Ein herber Rückschlag war es für Burda, als vorletzte Woche der Springer-Verlag aus dem multinationalen Gemeinschaftsunternehmen ausstieg. Auch dem französischen Konzern Matra-Hachette, der diesem Schritt folgen will, ist das Projekt zu unsicher.

Mit der „Bunten“ geht es abwärts

An Burdas Heimatfront, den Illustrierten, ist unterdessen auch nicht alles eitel Sonnenschein. Das einstige Flaggschiff Bunte macht Verluste, zwischen Chefredakteur Franz-Josef Wagner und seinem Verleger herrschen Mißstimmung und Argwohn.
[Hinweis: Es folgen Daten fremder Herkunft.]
//! Procedural macros for jsonbridge.
//!
//! This crate provides the `Reconstruct` derive, which declares a struct's
//! positional constructor for JSON reconstruction.

use proc_macro::TokenStream;
use syn::{DeriveInput, parse_macro_input};

mod codegen;
mod parse;

/// Derive a `jsonbridge::Reconstruct` implementation.
///
/// # Syntax
///
/// ```ignore
/// // Parameters are the fields, in declaration order
/// #[derive(Reconstruct)]
/// struct Rectangle { width: f64, height: f64 }
///
/// // Tuple structs name their parameters "0", "1", ...
/// #[derive(Reconstruct)]
/// struct Pair(i32, i32);
///
/// // Route the values through a constructor with the same parameter order
/// #[derive(Reconstruct)]
/// #[reconstruct(name = "Disk", constructor = Self::new)]
/// struct Circle { radius: f64 }
///
/// // Name used when matching object keys by name
/// #[derive(Reconstruct)]
/// struct User { #[reconstruct(rename = "userName")] user_name: String }
///
/// // Not a parameter; the struct literal fills it with `Default::default()`
/// #[derive(Reconstruct)]
/// struct Counter { label: String, #[reconstruct(skip)] hits: u32 }
///
/// // Generated paths start at `::jsonbridge` unless told otherwise, for
/// // crates that only reach jsonbridge through a re-export
/// #[derive(Reconstruct)]
/// #[reconstruct(crate = objkit::jsonbridge)]
/// struct Size { w: u32, h: u32 }
/// ```
///
/// Enums and unions are rejected.
#[proc_macro_derive(Reconstruct, attributes(reconstruct))]
pub fn derive_reconstruct(input: TokenStream) -> TokenStream {
    let input = parse_macro_input!(input as DeriveInput);

    match parse::ShapeDef::from_derive(&input) {
        Ok(shape) => codegen::generate(&shape).into(),
        Err(err) => err.to_compile_error().into(),
    }
}
//! # selector-builder
//!
//! An immutable, fluent builder for CSS selector strings.
//!
//! A compound selector is made of parts that CSS expects in a fixed order:
//!
//! ```text
//! element#id.class[attr]:pseudo-class::pseudo-element
//!           \----/\----/\-----------/
//!           may repeat
//! ```
//!
//! The builder enforces that order and the "at most once" rule for element, id
//! and pseudo-element. It does not look inside the values: `attr("href$=\".png\"")`
//! is appended verbatim.
//!
//! ## Quick Start
//!
//! ```rust
//! use selector_builder::{Combinator, CssSelectorBuilder};
//!
//! let builder = CssSelectorBuilder;
//!
//! let link = builder
//!     .element("a")
//!     .and_then(|s| s.attr("href$=\".png\""))
//!     .and_then(|s| s.pseudo_class("focus"))
//!     .unwrap();
//! assert_eq!(link.stringify(), r#"a[href$=".png"]:focus"#);
//!
//! let row = builder.element("tr").unwrap();
//! let cell = builder.element("td").unwrap();
//! let nested = builder.combine(&row, Combinator::Child, &cell);
//! assert_eq!(nested.stringify(), "tr > td");
//! ```
//!
//! ## Modules
//!
//! - [`state`]: the [`SelectorState`] value and its part methods
//! - [`stage`]: part categories and [`Specificity`]
//! - [`error`]: ordering and duplicate-part errors

mod builder;
mod combinator;
pub mod error;
pub mod stage;
pub mod state;

pub use builder::CssSelectorBuilder;
pub use combinator::Combinator;
pub use error::SelectorError;
pub use stage::{Specificity, Stage};
pub use state::SelectorState;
Wütend und berserkerhaft, in dem Gefühl, alleingelassen zu sein, versucht der journalistische Cowboy Wagner mit Hilfe von gesundheitsverschleißenden Nachtschichten, den drohenden Untergang abzuwenden. „Ein wunderbarer, ein kreativer Mensch“, schwärmt Hubert Burda heute in Capital – früher hat er so seinen Darling Wagner beschrieben. Heute meint er damit seinen neuen Hamburger Helden: Dirk Manthey von der Milchstraße.